This sort of fight over the election narrative will be being played out on doorsteps and in election leaflets across the country right up until close of polls on Thursday. This is because the party who successfully defines the terms of the election is normally the one who prevails.

Elections can be defined in a number of ways. There are national elections spun as being more akin to local elections: ‘May/Corbyn are not on the ballot here so vote for your trusted local MP who will stand up for our town’. Then there are local elections presented as being more like national elections, as Labour are no doubt trying to do in a number of closely contested council seats this Thursday.

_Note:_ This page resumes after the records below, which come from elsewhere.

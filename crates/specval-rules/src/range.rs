use specval_core::AuthoringIssue;
use std::fmt::Display;

/// Returns an issue if `min..max` (or `min..=max` when `inclusive`) is empty.
pub(crate) fn check_range<V: PartialOrd + Display>(
    min: &V,
    max: &V,
    inclusive: bool,
) -> Option<AuthoringIssue> {
    let valid = if inclusive { min <= max } else { min < max };
    if valid {
        return None;
    }
    Some(AuthoringIssue::InvalidRange {
        min: min.to_string(),
        max: max.to_string(),
        relation: if inclusive {
            "less than or equal to"
        } else {
            "less than"
        },
    })
}

#[cfg(test)]
mod tests {
    use super::*;

    #[test]
    fn inclusive_accepts_equal_bounds() {
        assert!(check_range(&3, &3, true).is_none());
        assert!(check_range(&3, &3, false).is_some());
    }

    #[test]
    fn reversed_bounds() {
        let issue = check_range(&5, &1, true).expect("reversed range");
        assert_eq!(
            issue.to_string(),
            "invalid range: 5 must be less than or equal to 1"
        );
    }

    #[test]
    fn nan_bounds_are_rejected() {
        assert!(check_range(&f64::NAN, &1.0, true).is_some());
    }
}
//! Path algebra for addressing values inside a model graph.
//!
//! A path is a `.` separated list of segments. A segment is either a name
//! (`Address`, `Street`) or a collection index marker: a bare `#` stands for
//! "some item, index not known yet" and `#7` for a concrete index.
//!
//! Relative paths (as authored with `with_path`) may start with a run of `<`
//! characters, each one moving a level up from the base path before the
//! remainder is appended.
//!
//! # Example
//!
//! ```
//! use specval_core::paths;
//!
//! assert_eq!(paths::resolve_path("a.b.c", "<x"), "a.b.x");
//! assert_eq!(paths::get_with_indexes("Items.#.Tags.#", &["2", "5"]), "Items.#5.Tags.#2");
//! assert_eq!(paths::get_without_indexes("Items.#5.Tags.#2"), "Items.#.Tags.#");
//! ```

use std::borrow::Cow;

/// Separator between path segments.
pub const DIVIDER: char = '.';

/// Prefix character of a relative path moving one level up.
pub const UPPER_LEVEL_POINTER: char = '<';

/// Prefix of a collection index segment.
pub const INDEX_PREFIX: char = '#';

/// Generic collection index marker (index not known).
pub const INDEX_MARKER: &str = "#";

/// Resolves `relative` against `base`.
///
/// - empty `relative` returns `base`;
/// - a leading run of `N` upward pointers climbs `N` levels from `base`
///   before appending the rest; climbing past the root yields the rest alone;
/// - otherwise `relative` is appended to `base` as a child.
#[must_use]
pub fn resolve_path(base: &str, relative: &str) -> String {
    if relative.is_empty() {
        return base.to_string();
    }

    let ups = relative
        .chars()
        .take_while(|c| *c == UPPER_LEVEL_POINTER)
        .count();

    if ups > 0 {
        let core = &relative[ups..];
        let mut remaining = ups;

        for (i, c) in base.char_indices().rev() {
            if c != DIVIDER {
                continue;
            }
            remaining -= 1;
            if remaining == 0 {
                let prefix = &base[..i];
                return if core.is_empty() {
                    prefix.to_string()
                } else {
                    format!("{prefix}{DIVIDER}{core}")
                };
            }
        }

        return core.to_string();
    }

    if base.is_empty() {
        relative.to_string()
    } else {
        format!("{base}{DIVIDER}{relative}")
    }
}

/// Returns true if the segment is a collection index (`#` or `#` + digits).
#[must_use]
pub fn is_index_segment(segment: &str) -> bool {
    segment
        .strip_prefix(INDEX_PREFIX)
        .is_some_and(|digits| digits.bytes().all(|b| b.is_ascii_digit()))
}

/// Builds a concrete index segment (`#3`).
#[must_use]
pub fn index_segment(index: usize) -> String {
    format!("{INDEX_PREFIX}{index}")
}

/// Replaces every concrete index segment with the generic marker.
#[must_use]
pub fn get_without_indexes(path: &str) -> Cow<'_, str> {
    if !path
        .split(DIVIDER)
        .any(|s| is_index_segment(s) && s != INDEX_MARKER)
    {
        return Cow::Borrowed(path);
    }

    let joined = path
        .split(DIVIDER)
        .map(|s| if is_index_segment(s) { INDEX_MARKER } else { s })
        .collect::<Vec<_>>()
        .join(".");

    Cow::Owned(joined)
}

/// Substitutes generic index markers with concrete indexes.
///
/// `indexes` is ordered innermost first: the rightmost marker receives the
/// innermost index that still applies. When the path has fewer markers than
/// there are indexes (the path was moved above some collections), the
/// innermost surplus indexes are skipped. Markers left without an index stay
/// generic. Already concrete segments are not touched.
#[must_use]
pub fn get_with_indexes<S: AsRef<str>>(path: &str, indexes: &[S]) -> String {
    if indexes.is_empty() {
        return path.to_string();
    }

    let mut segments: Vec<Cow<'_, str>> = path.split(DIVIDER).map(Cow::Borrowed).collect();
    let markers: Vec<usize> = segments
        .iter()
        .enumerate()
        .filter(|(_, s)| s.as_ref() == INDEX_MARKER)
        .map(|(i, _)| i)
        .collect();

    if markers.is_empty() {
        return path.to_string();
    }

    let skip = indexes.len().saturating_sub(markers.len());

    for (nth, position) in markers.iter().rev().enumerate() {
        let Some(index) = indexes.get(skip + nth) else {
            break;
        };
        segments[*position] = Cow::Owned(format!("{INDEX_PREFIX}{}", index.as_ref()));
    }

    segments.join(".")
}

/// Returns true if the path contains at least one index segment.
#[must_use]
pub fn contains_indexes(path: &str) -> bool {
    path.split(DIVIDER).any(is_index_segment)
}

/// Counts index segments (generic or concrete) in the path.
#[must_use]
pub fn get_indexes_amount(path: &str) -> usize {
    path.split(DIVIDER).filter(|s| is_index_segment(s)).count()
}

/// Returns the last segment of the path, or the whole path without dividers.
#[must_use]
pub fn get_last_level(path: &str) -> &str {
    path.rsplit(DIVIDER).next().unwrap_or(path)
}

/// Checks the syntax of an authored (possibly relative) path.
///
/// After the leading upward pointers, the path must not start or end with the
/// divider and must not contain two consecutive dividers.
#[must_use]
pub fn is_valid_as_path(path: &str) -> bool {
    if path.is_empty() {
        return false;
    }

    let core = path.trim_start_matches(UPPER_LEVEL_POINTER);
    if core.is_empty() {
        // a bare run of pointers is a legal "move up" path
        return true;
    }

    !(core.starts_with(DIVIDER)
        || core.ends_with(DIVIDER)
        || core.contains("..")
        || core.contains(UPPER_LEVEL_POINTER))
}

/// Checks the syntax of an authored name. Same rules as [`is_valid_as_path`].
#[must_use]
pub fn is_valid_as_name(name: &str) -> bool {
    is_valid_as_path(name)
}

/// Turns arbitrary text (e.g. a dictionary key) into a path segment sequence.
///
/// Upward pointers are removed wherever they appear, surrounding dividers
/// are trimmed and runs of dividers collapse into one. An empty result
/// becomes `_`.
#[must_use]
pub fn normalize_path(text: &str) -> Cow<'_, str> {
    if is_valid_as_path(text) && !text.contains(UPPER_LEVEL_POINTER) {
        return Cow::Borrowed(text);
    }

    let stripped = text.replace(UPPER_LEVEL_POINTER, "");
    let normalized = stripped
        .split(DIVIDER)
        .filter(|s| !s.is_empty())
        .collect::<Vec<_>>()
        .join(".");

    if normalized.is_empty() {
        Cow::Borrowed("_")
    } else {
        Cow::Owned(normalized)
    }
}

There are change elections; where the narrative follows that it’s time to ditch the incumbent and take a punt on the new person offering the hopeful vision of a better ward/city/country. Then there are stay the course elections; where the narrative goes that success is already being delivered by the incumbents as opposed to the threat of regression that voting for someone else will pose. Then there are elections which appear almost entirely focused on a single local issue which overrides anything else going on locally or nationally. Deciding which type of election provides the right context to ensure electoral success for your candidate and party, and then convincing the voters accordingly, is central to a good election strategy. However, this is easier said than done.

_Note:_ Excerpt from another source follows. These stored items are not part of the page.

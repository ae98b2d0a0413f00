//! # specval
//!
//! Specification-driven validation with path-addressed, translatable error
//! messages.
//!
//! This is the facade crate: it re-exports the engine from `specval-core`,
//! the built-in rules from `specval-rules`, and provides settings that already
//! carry the English messages of those rules.
//!
//! ## Quick Start
//!
//! ```
//! use specval::prelude::*;
//!
//! struct User {
//!     name: String,
//!     age: u8,
//! }
//!
//! let name = Specification::<String>::new(|s| s.not_empty().and().max_length(20));
//! let age = Specification::<u8>::new(|s| s.greater_than_or_equal_to(18));
//! let user = Specification::<User>::new(move |s| {
//!     s.member("Name", |u| &u.name, name.clone())
//!         .and()
//!         .member("Age", |u| &u.age, age.clone())
//! });
//!
//! let validator = specval::validator(&user).unwrap();
//! let result = validator.validate(&User { name: String::new(), age: 16 }).unwrap();
//!
//! assert_eq!(
//!     result.to_string(),
//!     "Name: Must not be empty\nAge: Must be greater than or equal to 18"
//! );
//! ```
//!
//! ## Configuration
//!
//! [`load_settings`] looks for `specval.toml` (or `.specval.toml`) in a
//! directory and merges it over the defaults:
//!
//! ```toml
//! default_translation = "Polish"
//!
//! [translations.Polish]
//! "Global.Required" = "Wymagane"
//! "Texts.NotEmpty" = "Nie może być puste"
//! ```

#![forbid(unsafe_code)]
#![warn(missing_docs)]

// Re-export core types and traits
pub use specval_core::*;

/// Built-in rules and their English messages.
pub mod rules {
    pub use specval_rules::*;
}

mod defaults;

pub use defaults::{load_settings, load_settings_file, settings, validator, CONFIG_CANDIDATES};

/// Everything needed to author specifications and run validators.
pub mod prelude {
    pub use crate::rules::{
        BoolRules, CollectionRules, GuidRules, NumberRules, TextRules, TimeRules,
    };
    pub use crate::{PresenceCommands, Settings, Specification, ValidationResult, Validator};
}
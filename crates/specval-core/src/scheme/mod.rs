//! Compiled form of a specification graph.
//!
//! [`ModelScheme::build`] turns the root [`Specification`] and everything it
//! references into one scope per distinct specification, registers every
//! error definition once, and precomputes the template error map, the
//! relative path cache and whether the graph can loop.

pub(crate) mod factory;
pub(crate) mod links;
pub(crate) mod scope;

pub use links::LinkKind;

use crate::error::{SchemeError, ValidationError};
use crate::registry::{ErrorRegistry, ErrorsMap};
use crate::specification::Specification;
use scope::CompiledScope;
use std::any::Any;
use std::borrow::Cow;
use std::collections::HashMap;
use std::fmt;

/// Index of a compiled scope inside its scheme.
#[derive(Debug, Clone, Copy, PartialEq, Eq, PartialOrd, Ord, Hash)]
pub struct ScopeId(pub(crate) usize);

impl ScopeId {
    /// Returns the raw index.
    #[must_use]
    pub fn index(self) -> usize {
        self.0
    }
}

impl fmt::Display for ScopeId {
    fn fmt(&self, f: &mut fmt::Formatter<'_>) -> fmt::Result {
        write!(f, "S{}", self.0)
    }
}

/// Immutable, thread-safe result of compiling a specification graph.
pub struct ModelScheme {
    pub(crate) root: ScopeId,
    pub(crate) root_type: &'static str,
    pub(crate) scopes: Vec<Box<dyn Any + Send + Sync>>,
    pub(crate) scope_types: Vec<&'static str>,
    pub(crate) registry: ErrorRegistry,
    pub(crate) template: ErrorsMap,
    pub(crate) paths: HashMap<String, HashMap<String, String>>,
    pub(crate) reference_loop_possible: bool,
}

impl ModelScheme {
    /// Compiles `root` and every specification reachable from it.
    ///
    /// # Errors
    ///
    /// - [`SchemeError::InvalidSpecification`] with every authoring issue found;
    /// - [`SchemeError::UndefinedSpecification`] for a deferred specification
    ///   that was never defined.
    pub fn build<T: 'static>(root: &Specification<T>) -> Result<Self, SchemeError> {
        factory::SchemeFactory::build(root)
    }

    /// Id of the root scope.
    #[must_use]
    pub fn root(&self) -> ScopeId {
        self.root
    }

    /// Type validated by the root scope.
    #[must_use]
    pub fn root_type(&self) -> &'static str {
        self.root_type
    }

    /// Number of distinct scopes.
    #[must_use]
    pub fn scope_count(&self) -> usize {
        self.scopes.len()
    }

    /// Type validated by a scope.
    #[must_use]
    pub fn scope_type(&self, id: ScopeId) -> Option<&'static str> {
        self.scope_types.get(id.0).copied()
    }

    /// All error definitions the scheme can record.
    #[must_use]
    pub fn registry(&self) -> &ErrorRegistry {
        &self.registry
    }

    /// Every error that could be recorded, at its generic path.
    #[must_use]
    pub fn template(&self) -> &ErrorsMap {
        &self.template
    }

    /// True if some scope can be re-entered through a chain of non-converting
    /// scope commands.
    #[must_use]
    pub fn is_reference_loop_possible(&self) -> bool {
        self.reference_loop_possible
    }

    /// Resolves `relative` against `base`, using the paths precomputed at
    /// compile time when available.
    #[must_use]
    pub fn resolve_path(&self, base: &str, relative: &str) -> Cow<'_, str> {
        match self.paths.get(base).and_then(|m| m.get(relative)) {
            Some(resolved) => Cow::Borrowed(resolved.as_str()),
            None => Cow::Owned(crate::paths::resolve_path(base, relative)),
        }
    }

    pub(crate) fn scope<T: 'static>(
        &self,
        id: ScopeId,
    ) -> Result<&CompiledScope<T>, ValidationError> {
        self.scopes
            .get(id.0)
            .and_then(|scope| scope.downcast_ref::<CompiledScope<T>>())
            .ok_or_else(|| {
                ValidationError::UnexpectedState(format!(
                    "scope {id} does not validate `{}`",
                    std::any::type_name::<T>()
                ))
            })
    }
}

impl fmt::Debug for ModelScheme {
    fn fmt(&self, f: &mut fmt::Formatter<'_>) -> fmt::Result {
        f.debug_struct("ModelScheme")
            .field("root", &self.root)
            .field("root_type", &self.root_type)
            .field("scopes", &self.scope_types)
            .field("errors", &self.registry.len())
            .field("reference_loop_possible", &self.reference_loop_possible)
            .finish_non_exhaustive()
    }
}
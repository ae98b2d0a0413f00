//! # specval-rules
//!
//! Built-in rules for specval.
//!
//! Every rule is an extension method on [`SpecBuilder`](specval_core::SpecBuilder)
//! that appends a predicate with a message key and typed args. The English
//! templates for those keys live in [`translations::english`].
//!
//! ## Available Rules
//!
//! | Trait | Value type | Rules |
//! |-------|------------|-------|
//! | [`TextRules`] | `String` | `equal_to`, `contains`, `starts_with`, `min_length`, `matches`, `email`, ... |
//! | [`NumberRules`] | integers, `f32`, `f64` | `greater_than`, `between`, `positive`, `non_nan`, ... |
//! | [`CollectionRules`] | `Vec<U>` | `exact_collection_size`, `not_empty_collection`, ... |
//! | [`BoolRules`] | `bool` | `true_value`, `false_value` |
//! | [`GuidRules`] | `Uuid` | `not_nil`, `equal_to_guid`, `not_equal_to_guid` |
//! | [`TimeRules`] | `DateTime<Utc>` | `after`, `before`, `between_times` |
//!
//! ## Usage
//!
//! ```
//! use specval_core::{Settings, Specification, Validator, ENGLISH};
//! use specval_rules::{translations, TextRules};
//!
//! let spec = Specification::<String>::new(|s| s.not_empty().and().max_length(5));
//! let settings = Settings::new().with_translation(ENGLISH, translations::ENGLISH_RULES);
//! let validator = Validator::with_settings(&spec, settings).unwrap();
//!
//! let result = validator.validate(&"too long".to_string()).unwrap();
//! assert_eq!(result.to_string(), "Must be at most 5 characters in length");
//! ```
//!
//! Bounds in the wrong order (`length_between(5, 1)`) are reported when the
//! validator is built.

#![forbid(unsafe_code)]
#![warn(missing_docs)]

mod range;

pub mod booleans;
pub mod collections;
pub mod guids;
pub mod numbers;
pub mod texts;
pub mod times;
pub mod translations;

pub use booleans::BoolRules;
pub use collections::CollectionRules;
pub use guids::GuidRules;
pub use numbers::{Number, NumberRules};
pub use texts::TextRules;
pub use times::TimeRules;
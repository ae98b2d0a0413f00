//! English messages for every built-in rule.

use crate::{booleans, collections, guids, numbers, texts, times};
use specval_core::translation::CORE_ENGLISH;
use specval_core::{Translations, ENGLISH};

/// Message templates of the built-in rules, keyed by message key.
pub const ENGLISH_RULES: [(&str, &str); 43] = [
    (texts::keys::EQUAL_TO, "Must be equal to '{value}'"),
    (texts::keys::NOT_EQUAL_TO, "Must not be equal to '{value}'"),
    (texts::keys::CONTAINS, "Must contain '{value}'"),
    (texts::keys::NOT_CONTAINS, "Must not contain '{value}'"),
    (texts::keys::STARTS_WITH, "Must start with '{value}'"),
    (texts::keys::ENDS_WITH, "Must end with '{value}'"),
    (texts::keys::NOT_EMPTY, "Must not be empty"),
    (
        texts::keys::NOT_WHITE_SPACE,
        "Must not consist only of whitespace characters",
    ),
    (texts::keys::SINGLE_LINE, "Must consist of single line"),
    (
        texts::keys::EXACT_LENGTH,
        "Must be exactly {length} characters in length",
    ),
    (
        texts::keys::MIN_LENGTH,
        "Must be at least {min} characters in length",
    ),
    (
        texts::keys::MAX_LENGTH,
        "Must be at most {max} characters in length",
    ),
    (
        texts::keys::LENGTH_BETWEEN,
        "Must be between {min} and {max} characters in length",
    ),
    (texts::keys::MATCHES, "Must match RegEx pattern '{pattern}'"),
    (texts::keys::EMAIL, "Must be a valid email address"),
    (numbers::keys::EQUAL_TO, "Must be equal to {value}"),
    (numbers::keys::NOT_EQUAL_TO, "Must not be equal to {value}"),
    (numbers::keys::GREATER_THAN, "Must be greater than {min}"),
    (
        numbers::keys::GREATER_THAN_OR_EQUAL_TO,
        "Must be greater than or equal to {min}",
    ),
    (numbers::keys::LESS_THAN, "Must be less than {max}"),
    (
        numbers::keys::LESS_THAN_OR_EQUAL_TO,
        "Must be less than or equal to {max}",
    ),
    (
        numbers::keys::BETWEEN,
        "Must be between {min} and {max} (exclusive)",
    ),
    (
        numbers::keys::BETWEEN_OR_EQUAL_TO,
        "Must be between {min} and {max} (inclusive)",
    ),
    (numbers::keys::NON_ZERO, "Must not be zero"),
    (numbers::keys::POSITIVE, "Must be positive"),
    (numbers::keys::NON_POSITIVE, "Must not be positive"),
    (numbers::keys::NEGATIVE, "Must be negative"),
    (numbers::keys::NON_NEGATIVE, "Must not be negative"),
    (numbers::keys::NON_NAN, "Must be a number"),
    (
        collections::keys::EXACT_SIZE,
        "Must contain exactly {size} items",
    ),
    (collections::keys::EMPTY, "Must be empty"),
    (collections::keys::NOT_EMPTY, "Must not be empty"),
    (collections::keys::MIN_SIZE, "Must contain at least {min} items"),
    (collections::keys::MAX_SIZE, "Must contain at most {max} items"),
    (
        collections::keys::SIZE_BETWEEN,
        "Must contain between {min} and {max} items",
    ),
    (booleans::keys::TRUE, "Must be true"),
    (booleans::keys::FALSE, "Must be false"),
    (guids::keys::NOT_NIL, "Must not be nil"),
    (guids::keys::EQUAL_TO, "Must be equal to {value}"),
    (guids::keys::NOT_EQUAL_TO, "Must not be equal to {value}"),
    (times::keys::AFTER, "Must be after {min}"),
    (times::keys::BEFORE, "Must be before {max}"),
    (times::keys::BETWEEN, "Must be between {min} and {max}"),
];

/// The English translation: engine entries plus every rule message.
#[must_use]
pub fn english() -> Translations {
    Translations::new().with(ENGLISH, CORE_ENGLISH.into_iter().chain(ENGLISH_RULES))
}

#[cfg(test)]
mod tests {
    use super::*;
    use std::collections::HashSet;

    #[test]
    fn keys_are_unique() {
        let keys: HashSet<_> = ENGLISH_RULES.iter().map(|(k, _)| *k).collect();
        assert_eq!(keys.len(), ENGLISH_RULES.len());
    }

    #[test]
    fn english_includes_engine_entries() {
        let english = english();
        let table = english.get(ENGLISH).expect("english table");
        assert_eq!(table["Global.Required"], "Required");
        assert_eq!(table["Texts.Email"], "Must be a valid email address");
        assert_eq!(table.len(), CORE_ENGLISH.len() + ENGLISH_RULES.len());
    }

    #[test]
    fn every_key_is_namespaced() {
        for (key, template) in ENGLISH_RULES {
            assert!(key.contains('.'), "{key}");
            assert!(!template.is_empty(), "{key}");
        }
    }
}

Theresa May’s ‘Strong and Stable’ election, despite seeming like a masterstroke at that start of the campaign, came crumbling down due to events (such as the terrorist attacks) and poor political strategy (the dreadful manifesto being one example). By the time people went to the polls in last year’s General Election, the PM seemed a long way from the popular and steadfast custodian of Brexit from just a few weeks before.

Conversely, this strategy worked perfectly for David Cameron. He shaped the narrative of the final few weeks of the 2015 campaign to great effect as a choice between economic recovery and stability with the Tories versus Ed Miliband and his ‘coalition of chaos’ propped up by the SNP. This election framing worked as it tapped into a fear that a lot of swing voters had that Ed just wasn’t up for the job and that there was (because of the national polling picture) a good chance that this sort of coalition could come to fruition. He wasn’t worth the risk and we heard this over and over again from swing voters in Labour’s top target seats.

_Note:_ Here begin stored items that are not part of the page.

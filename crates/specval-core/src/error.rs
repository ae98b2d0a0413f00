//! Error types for every failure domain of the engine.
//!
//! Failed validation rules are not errors: they are returned as data in a
//! [`crate::ValidationResult`].

use miette::Diagnostic;
use std::fmt;
use std::path::PathBuf;
use thiserror::Error;

/// A value-level mistake made while authoring a specification.
#[derive(Debug, Clone, PartialEq, Eq, Error)]
pub enum AuthoringIssue {
    /// `with_path` received a malformed path.
    #[error("invalid path `{0}`")]
    InvalidPath(String),

    /// `with_name` or a member received a malformed name.
    #[error("invalid name `{0}`")]
    InvalidName(String),

    /// A code is empty or contains whitespace.
    #[error("invalid code `{0}`: codes must be non-empty and contain no whitespace")]
    InvalidCode(String),

    /// An arg name is empty, reserved, or contains placeholder syntax.
    #[error("invalid arg name `{0}`")]
    InvalidArgName(String),

    /// Two args of one rule share a name.
    #[error("duplicate arg name `{0}`")]
    DuplicateArgName(String),

    /// A message or message key is empty.
    #[error("message must not be empty")]
    EmptyMessage,

    /// A range whose bounds are in the wrong order.
    #[error("invalid range: {min} must be {relation} {max}")]
    InvalidRange {
        /// Lower bound as text.
        min: String,
        /// Upper bound as text.
        max: String,
        /// Required relation (`less than`, `less than or equal to`).
        relation: &'static str,
    },

    /// A rule argument that cannot be used (e.g. a malformed regex).
    #[error("invalid argument `{name}`: {reason}")]
    InvalidArgument {
        /// Argument name.
        name: String,
        /// Why it was rejected.
        reason: String,
    },
}

/// An [`AuthoringIssue`] with the place it was found.
#[derive(Debug, Clone, PartialEq, Eq)]
pub struct LocatedIssue {
    /// Type the offending specification validates.
    pub type_name: &'static str,
    /// Zero-based index of the command inside its specification.
    pub command_index: usize,
    /// The issue.
    pub issue: AuthoringIssue,
}

impl fmt::Display for LocatedIssue {
    fn fmt(&self, f: &mut fmt::Formatter<'_>) -> fmt::Result {
        write!(
            f,
            "{} (command #{} in specification of `{}`)",
            self.issue, self.command_index, self.type_name
        )
    }
}

/// Binding a deferred specification failed.
#[derive(Debug, Error, Diagnostic)]
pub enum DefinitionError {
    /// The specification already has a body.
    #[error("specification {id} is already defined")]
    #[diagnostic(code(specval::already_defined))]
    AlreadyDefined {
        /// Identifier of the specification.
        id: u64,
    },
}

/// Compiling a specification into a model scheme failed.
#[derive(Debug, Error, Diagnostic)]
pub enum SchemeError {
    /// The specification graph contains authoring mistakes.
    #[error("invalid specification:\n{}", format_issues(.0))]
    #[diagnostic(
        code(specval::invalid_specification),
        help("fix the listed commands; each names its specification type and position")
    )]
    InvalidSpecification(Vec<LocatedIssue>),

    /// A deferred specification was never defined.
    #[error("specification {id} of `{type_name}` is referenced but never defined")]
    #[diagnostic(
        code(specval::undefined_specification),
        help("call `define` on every `Specification::deferred()` before building a validator")
    )]
    UndefinedSpecification {
        /// Identifier of the specification.
        id: u64,
        /// Type it validates.
        type_name: &'static str,
    },

    /// The configured default translation does not exist.
    #[error(transparent)]
    #[diagnostic(transparent)]
    Translation(#[from] TranslationError),

    /// An internal invariant was violated. Never caused by valid input.
    #[error("unexpected state: {0}")]
    #[diagnostic(code(specval::unexpected_state))]
    UnexpectedState(String),
}

fn format_issues(issues: &[LocatedIssue]) -> String {
    issues
        .iter()
        .map(|i| format!("  - {i}"))
        .collect::<Vec<_>>()
        .join("\n")
}

/// A single validation call could not complete.
#[derive(Debug, Clone, PartialEq, Eq, Error, Diagnostic)]
pub enum ValidationError {
    /// The model graph revisits a value already being validated by the same scope.
    #[error(
        "reference loop in `{type_name}`: value at `{second_path}` was already entered at `{first_path}`"
    )]
    #[diagnostic(
        code(specval::reference_loop),
        help("break the cycle in the model or disable reference loop protection if the data is acyclic")
    )]
    ReferenceLoop {
        /// Type of the revisited value.
        type_name: &'static str,
        /// Path where the value was first entered.
        first_path: String,
        /// Path where it was entered again.
        second_path: String,
    },

    /// An internal invariant was violated. Never caused by valid input.
    #[error("unexpected state: {0}")]
    #[diagnostic(code(specval::unexpected_state))]
    UnexpectedState(String),
}

/// Rendering messages failed.
#[derive(Debug, Clone, PartialEq, Eq, Error, Diagnostic)]
pub enum TranslationError {
    /// No translation is registered under this name.
    #[error("unknown translation `{0}`")]
    #[diagnostic(code(specval::unknown_translation))]
    UnknownTranslation(String),
}

/// Loading settings failed.
#[derive(Debug, Error, Diagnostic)]
pub enum ConfigError {
    /// The settings file could not be read.
    #[error("failed to read {path}: {source}")]
    #[diagnostic(code(specval::config_io))]
    Io {
        /// Path of the file.
        path: PathBuf,
        /// Underlying error.
        source: std::io::Error,
    },

    /// The TOML could not be parsed.
    #[error("failed to parse settings: {0}")]
    #[diagnostic(code(specval::config_parse))]
    Parse(#[from] toml::de::Error),

    /// The settings parsed but are not usable.
    #[error("invalid settings: {0}")]
    #[diagnostic(code(specval::config_invalid))]
    Invalid(String),
}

In this set of local elections though, Tory HQ have been tactically quiet. There was no national launch of the local election campaign and I haven’t seen the PM stumping in marginal councils, drumming up support for her councillors and articulating a central narrative framing what these elections are about. Their hope is that if the national Conservative party stay quiet enough then that will allow local Conservative Associations enough space to put out locally focused messaging and frame the election around the local issues they’re strongest on: rubbish bins not Rudd, if you like. Will it work? We’ll have to wait and see.